## [Work instruction]
Go through the records and report each line holding the string "path".

+++

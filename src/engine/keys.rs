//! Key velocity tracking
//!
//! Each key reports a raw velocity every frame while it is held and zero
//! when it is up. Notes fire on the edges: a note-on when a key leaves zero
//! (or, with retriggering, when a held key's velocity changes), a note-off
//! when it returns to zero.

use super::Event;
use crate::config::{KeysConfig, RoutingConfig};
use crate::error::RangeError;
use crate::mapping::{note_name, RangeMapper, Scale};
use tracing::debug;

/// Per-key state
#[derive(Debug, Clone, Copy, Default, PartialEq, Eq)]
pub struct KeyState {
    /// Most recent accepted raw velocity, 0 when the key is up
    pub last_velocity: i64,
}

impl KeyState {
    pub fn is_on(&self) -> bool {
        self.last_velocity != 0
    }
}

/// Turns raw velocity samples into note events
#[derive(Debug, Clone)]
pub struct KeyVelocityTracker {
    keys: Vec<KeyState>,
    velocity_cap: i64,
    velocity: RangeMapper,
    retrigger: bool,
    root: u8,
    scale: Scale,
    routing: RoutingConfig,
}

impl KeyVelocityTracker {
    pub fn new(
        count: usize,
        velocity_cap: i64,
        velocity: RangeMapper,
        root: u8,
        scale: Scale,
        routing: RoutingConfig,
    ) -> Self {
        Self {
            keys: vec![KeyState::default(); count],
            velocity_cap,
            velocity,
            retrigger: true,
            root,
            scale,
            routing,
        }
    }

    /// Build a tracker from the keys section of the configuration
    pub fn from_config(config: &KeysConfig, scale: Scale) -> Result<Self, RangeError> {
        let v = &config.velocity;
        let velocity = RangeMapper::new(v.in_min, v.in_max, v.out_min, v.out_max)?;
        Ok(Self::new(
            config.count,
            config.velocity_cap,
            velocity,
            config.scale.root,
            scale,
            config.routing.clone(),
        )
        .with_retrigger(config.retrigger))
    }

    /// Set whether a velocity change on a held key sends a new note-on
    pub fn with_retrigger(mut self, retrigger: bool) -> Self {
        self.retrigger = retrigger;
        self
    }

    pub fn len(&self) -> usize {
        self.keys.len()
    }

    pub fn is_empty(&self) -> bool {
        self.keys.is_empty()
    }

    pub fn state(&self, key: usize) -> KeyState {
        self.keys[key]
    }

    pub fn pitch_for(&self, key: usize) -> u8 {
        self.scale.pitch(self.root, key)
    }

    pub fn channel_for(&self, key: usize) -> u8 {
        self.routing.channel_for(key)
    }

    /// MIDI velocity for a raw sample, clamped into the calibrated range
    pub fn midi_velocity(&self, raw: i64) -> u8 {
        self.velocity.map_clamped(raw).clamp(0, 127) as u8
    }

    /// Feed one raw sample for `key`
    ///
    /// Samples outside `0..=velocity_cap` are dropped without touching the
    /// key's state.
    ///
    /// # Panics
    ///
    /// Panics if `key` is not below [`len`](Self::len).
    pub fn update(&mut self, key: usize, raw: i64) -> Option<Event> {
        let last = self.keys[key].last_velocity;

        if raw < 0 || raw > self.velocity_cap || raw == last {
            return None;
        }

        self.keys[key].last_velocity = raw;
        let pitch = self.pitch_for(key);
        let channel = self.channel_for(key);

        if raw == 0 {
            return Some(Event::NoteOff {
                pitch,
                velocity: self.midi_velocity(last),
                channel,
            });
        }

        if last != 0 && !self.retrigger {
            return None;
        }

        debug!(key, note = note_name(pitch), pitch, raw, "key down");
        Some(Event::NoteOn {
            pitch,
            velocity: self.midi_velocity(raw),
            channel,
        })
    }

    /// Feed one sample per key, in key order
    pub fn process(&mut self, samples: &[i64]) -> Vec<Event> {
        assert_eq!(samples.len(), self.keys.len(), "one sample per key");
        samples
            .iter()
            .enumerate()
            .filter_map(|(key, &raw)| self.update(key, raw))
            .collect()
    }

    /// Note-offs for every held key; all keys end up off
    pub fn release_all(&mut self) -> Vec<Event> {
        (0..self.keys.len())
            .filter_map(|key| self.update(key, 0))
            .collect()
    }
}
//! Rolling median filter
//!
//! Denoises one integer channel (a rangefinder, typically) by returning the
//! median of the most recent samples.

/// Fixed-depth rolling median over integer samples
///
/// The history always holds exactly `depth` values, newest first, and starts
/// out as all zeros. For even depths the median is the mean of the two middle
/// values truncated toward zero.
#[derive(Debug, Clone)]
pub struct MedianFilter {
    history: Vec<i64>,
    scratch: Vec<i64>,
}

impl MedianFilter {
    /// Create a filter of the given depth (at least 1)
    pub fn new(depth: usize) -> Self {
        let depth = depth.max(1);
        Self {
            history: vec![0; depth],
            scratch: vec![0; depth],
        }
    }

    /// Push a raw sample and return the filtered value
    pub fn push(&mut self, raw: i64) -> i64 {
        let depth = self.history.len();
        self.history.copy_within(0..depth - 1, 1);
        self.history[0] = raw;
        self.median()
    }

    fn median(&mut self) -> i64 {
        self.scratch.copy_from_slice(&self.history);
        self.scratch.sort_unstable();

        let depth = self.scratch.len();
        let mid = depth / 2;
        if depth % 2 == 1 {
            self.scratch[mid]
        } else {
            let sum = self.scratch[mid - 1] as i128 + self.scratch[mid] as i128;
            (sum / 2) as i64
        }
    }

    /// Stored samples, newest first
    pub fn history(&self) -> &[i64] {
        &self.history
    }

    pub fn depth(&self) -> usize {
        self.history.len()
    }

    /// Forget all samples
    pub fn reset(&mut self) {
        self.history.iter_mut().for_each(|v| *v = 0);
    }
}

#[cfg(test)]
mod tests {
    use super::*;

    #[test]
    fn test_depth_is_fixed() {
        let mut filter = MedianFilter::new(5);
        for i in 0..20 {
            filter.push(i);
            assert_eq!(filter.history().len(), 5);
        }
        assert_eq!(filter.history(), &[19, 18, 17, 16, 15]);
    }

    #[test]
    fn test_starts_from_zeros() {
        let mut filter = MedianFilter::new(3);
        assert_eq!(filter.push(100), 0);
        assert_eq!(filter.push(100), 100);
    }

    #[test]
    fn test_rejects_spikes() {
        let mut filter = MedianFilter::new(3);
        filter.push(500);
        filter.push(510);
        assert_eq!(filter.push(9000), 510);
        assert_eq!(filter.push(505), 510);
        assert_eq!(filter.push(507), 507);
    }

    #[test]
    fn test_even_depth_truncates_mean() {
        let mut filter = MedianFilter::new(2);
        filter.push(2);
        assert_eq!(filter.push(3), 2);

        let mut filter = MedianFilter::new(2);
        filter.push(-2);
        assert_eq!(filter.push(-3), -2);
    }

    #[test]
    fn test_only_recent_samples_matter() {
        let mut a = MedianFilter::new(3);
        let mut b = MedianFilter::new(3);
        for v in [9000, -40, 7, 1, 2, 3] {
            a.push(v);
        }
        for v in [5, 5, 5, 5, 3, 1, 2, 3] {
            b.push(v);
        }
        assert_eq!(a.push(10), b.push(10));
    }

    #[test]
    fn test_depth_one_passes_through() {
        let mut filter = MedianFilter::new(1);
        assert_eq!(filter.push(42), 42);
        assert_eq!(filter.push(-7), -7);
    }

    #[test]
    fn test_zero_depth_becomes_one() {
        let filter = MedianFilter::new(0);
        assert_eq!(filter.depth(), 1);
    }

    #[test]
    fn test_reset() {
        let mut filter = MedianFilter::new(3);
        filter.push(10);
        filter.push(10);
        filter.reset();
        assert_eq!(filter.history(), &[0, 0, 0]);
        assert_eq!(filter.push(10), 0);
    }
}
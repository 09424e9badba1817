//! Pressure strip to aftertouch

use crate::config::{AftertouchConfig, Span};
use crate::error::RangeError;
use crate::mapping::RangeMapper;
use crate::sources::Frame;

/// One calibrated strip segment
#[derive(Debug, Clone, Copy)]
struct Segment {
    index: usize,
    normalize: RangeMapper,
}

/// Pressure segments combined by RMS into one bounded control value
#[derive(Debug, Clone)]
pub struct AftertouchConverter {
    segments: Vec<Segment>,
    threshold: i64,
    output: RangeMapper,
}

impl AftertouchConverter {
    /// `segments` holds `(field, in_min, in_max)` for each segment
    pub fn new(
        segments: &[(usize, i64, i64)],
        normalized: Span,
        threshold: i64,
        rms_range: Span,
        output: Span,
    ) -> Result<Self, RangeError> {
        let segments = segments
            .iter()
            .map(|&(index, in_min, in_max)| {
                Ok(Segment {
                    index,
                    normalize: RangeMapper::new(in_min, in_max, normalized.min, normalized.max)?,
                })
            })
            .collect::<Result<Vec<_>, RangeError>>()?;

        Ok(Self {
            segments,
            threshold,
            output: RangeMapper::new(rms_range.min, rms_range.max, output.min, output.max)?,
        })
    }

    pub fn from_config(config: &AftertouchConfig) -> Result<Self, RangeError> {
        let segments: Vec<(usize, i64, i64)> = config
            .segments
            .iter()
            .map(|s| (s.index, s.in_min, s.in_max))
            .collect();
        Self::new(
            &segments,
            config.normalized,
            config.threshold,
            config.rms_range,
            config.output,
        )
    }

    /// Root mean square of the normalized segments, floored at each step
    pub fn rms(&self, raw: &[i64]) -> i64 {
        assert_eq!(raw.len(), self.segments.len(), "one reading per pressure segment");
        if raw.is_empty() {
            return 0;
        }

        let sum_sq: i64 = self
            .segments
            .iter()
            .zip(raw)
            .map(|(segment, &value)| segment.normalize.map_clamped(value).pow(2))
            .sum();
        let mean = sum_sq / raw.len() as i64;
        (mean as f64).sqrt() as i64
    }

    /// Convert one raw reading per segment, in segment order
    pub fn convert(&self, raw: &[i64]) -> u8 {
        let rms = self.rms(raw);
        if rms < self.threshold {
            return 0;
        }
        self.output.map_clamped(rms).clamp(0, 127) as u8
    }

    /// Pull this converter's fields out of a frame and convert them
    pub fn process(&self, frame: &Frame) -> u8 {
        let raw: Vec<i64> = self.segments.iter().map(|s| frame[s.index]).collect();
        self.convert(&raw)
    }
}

+++

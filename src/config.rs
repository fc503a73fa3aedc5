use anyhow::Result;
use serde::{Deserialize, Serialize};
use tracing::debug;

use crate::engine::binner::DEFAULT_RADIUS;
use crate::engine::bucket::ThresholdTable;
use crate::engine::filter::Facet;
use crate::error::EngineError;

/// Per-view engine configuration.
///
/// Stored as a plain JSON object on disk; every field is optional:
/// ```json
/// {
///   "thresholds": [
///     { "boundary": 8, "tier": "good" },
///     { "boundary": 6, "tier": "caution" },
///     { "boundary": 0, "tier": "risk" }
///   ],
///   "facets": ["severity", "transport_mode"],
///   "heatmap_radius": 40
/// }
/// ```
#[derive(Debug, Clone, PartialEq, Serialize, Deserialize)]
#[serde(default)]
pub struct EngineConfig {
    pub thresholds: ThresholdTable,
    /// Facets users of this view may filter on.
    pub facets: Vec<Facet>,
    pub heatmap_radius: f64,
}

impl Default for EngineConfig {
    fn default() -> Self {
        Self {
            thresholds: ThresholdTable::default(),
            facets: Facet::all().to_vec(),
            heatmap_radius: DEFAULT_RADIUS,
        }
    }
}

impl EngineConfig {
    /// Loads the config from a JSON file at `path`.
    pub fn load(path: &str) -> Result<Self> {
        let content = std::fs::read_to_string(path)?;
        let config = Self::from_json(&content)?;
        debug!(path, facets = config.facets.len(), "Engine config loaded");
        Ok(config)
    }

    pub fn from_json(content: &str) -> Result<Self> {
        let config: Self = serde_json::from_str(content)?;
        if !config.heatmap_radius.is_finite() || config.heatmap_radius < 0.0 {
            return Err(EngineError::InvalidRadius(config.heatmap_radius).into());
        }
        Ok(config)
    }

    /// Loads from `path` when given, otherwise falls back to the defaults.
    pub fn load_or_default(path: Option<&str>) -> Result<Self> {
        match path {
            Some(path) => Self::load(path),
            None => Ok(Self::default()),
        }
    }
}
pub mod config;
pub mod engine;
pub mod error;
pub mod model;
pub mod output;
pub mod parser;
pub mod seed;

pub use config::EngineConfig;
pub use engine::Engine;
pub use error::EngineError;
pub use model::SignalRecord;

+++

## [Your response]
    /// Loads the config from a JSON file at `path`.
    pub fn load(path: &str) -> Result<Self> {
        let content = std::fs::read_to_string(path)?;
        debug!(path, facets = config.facets.len(), "Engine config loaded");
    /// Loads from `path` when given, otherwise falls back to the defaults.
    pub fn load_or_default(path: Option<&str>) -> Result<Self> {
        match path {
            Some(path) => Self::load(path),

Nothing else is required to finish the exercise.